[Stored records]
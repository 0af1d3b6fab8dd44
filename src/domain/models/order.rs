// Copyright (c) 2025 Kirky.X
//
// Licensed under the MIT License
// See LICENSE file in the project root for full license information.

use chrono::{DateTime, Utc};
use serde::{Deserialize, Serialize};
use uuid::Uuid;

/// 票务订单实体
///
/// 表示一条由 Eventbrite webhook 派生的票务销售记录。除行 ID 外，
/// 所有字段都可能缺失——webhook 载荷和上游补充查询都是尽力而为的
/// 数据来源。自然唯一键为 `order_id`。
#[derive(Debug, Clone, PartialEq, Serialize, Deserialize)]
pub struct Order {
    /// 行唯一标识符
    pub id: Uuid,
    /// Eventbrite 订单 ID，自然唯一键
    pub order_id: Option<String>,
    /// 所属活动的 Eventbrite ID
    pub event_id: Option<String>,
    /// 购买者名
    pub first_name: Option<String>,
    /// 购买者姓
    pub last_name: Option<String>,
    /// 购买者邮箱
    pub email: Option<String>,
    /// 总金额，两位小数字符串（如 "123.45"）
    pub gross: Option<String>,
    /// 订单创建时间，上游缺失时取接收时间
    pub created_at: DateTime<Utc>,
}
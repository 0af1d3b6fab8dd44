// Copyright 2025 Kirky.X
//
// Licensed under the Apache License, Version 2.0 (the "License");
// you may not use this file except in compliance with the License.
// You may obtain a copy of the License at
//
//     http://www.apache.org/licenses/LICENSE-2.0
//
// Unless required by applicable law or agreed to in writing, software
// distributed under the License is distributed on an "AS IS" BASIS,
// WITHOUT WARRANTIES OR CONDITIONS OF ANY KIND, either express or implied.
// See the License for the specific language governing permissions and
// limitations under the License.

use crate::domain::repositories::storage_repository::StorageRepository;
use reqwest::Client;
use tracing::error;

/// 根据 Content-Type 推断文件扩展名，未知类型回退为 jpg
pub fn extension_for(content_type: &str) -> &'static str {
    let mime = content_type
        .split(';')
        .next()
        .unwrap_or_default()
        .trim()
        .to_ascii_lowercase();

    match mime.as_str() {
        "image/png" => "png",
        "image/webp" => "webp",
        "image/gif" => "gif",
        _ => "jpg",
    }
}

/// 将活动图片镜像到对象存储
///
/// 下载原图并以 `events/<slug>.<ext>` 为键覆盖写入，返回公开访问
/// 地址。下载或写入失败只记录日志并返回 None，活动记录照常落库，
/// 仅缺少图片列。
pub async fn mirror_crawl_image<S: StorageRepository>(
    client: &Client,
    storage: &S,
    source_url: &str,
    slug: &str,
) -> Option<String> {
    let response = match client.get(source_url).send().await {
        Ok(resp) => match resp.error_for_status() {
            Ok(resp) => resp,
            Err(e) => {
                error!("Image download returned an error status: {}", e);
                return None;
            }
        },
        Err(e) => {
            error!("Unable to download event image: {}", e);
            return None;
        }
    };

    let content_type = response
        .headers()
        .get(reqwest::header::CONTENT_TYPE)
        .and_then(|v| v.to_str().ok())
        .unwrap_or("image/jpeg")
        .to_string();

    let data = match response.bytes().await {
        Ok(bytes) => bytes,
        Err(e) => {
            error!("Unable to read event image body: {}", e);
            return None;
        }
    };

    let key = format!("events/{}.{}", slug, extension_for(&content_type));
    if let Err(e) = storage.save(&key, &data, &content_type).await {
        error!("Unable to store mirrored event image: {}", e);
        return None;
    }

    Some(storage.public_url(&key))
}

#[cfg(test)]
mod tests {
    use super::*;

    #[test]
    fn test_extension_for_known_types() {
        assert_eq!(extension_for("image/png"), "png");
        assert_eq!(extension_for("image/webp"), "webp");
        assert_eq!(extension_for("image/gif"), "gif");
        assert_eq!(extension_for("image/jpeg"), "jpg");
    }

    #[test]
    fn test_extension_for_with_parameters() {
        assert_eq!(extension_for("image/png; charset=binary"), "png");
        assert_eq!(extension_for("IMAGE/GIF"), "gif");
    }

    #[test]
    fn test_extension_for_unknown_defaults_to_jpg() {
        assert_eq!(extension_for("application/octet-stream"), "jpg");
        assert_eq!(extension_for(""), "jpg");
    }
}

What you will do: Which lines in the entries above contain "reqwest"? Pull each of them out.

Expected output:
use reqwest::Client;
        .get(reqwest::header::CONTENT_TYPE)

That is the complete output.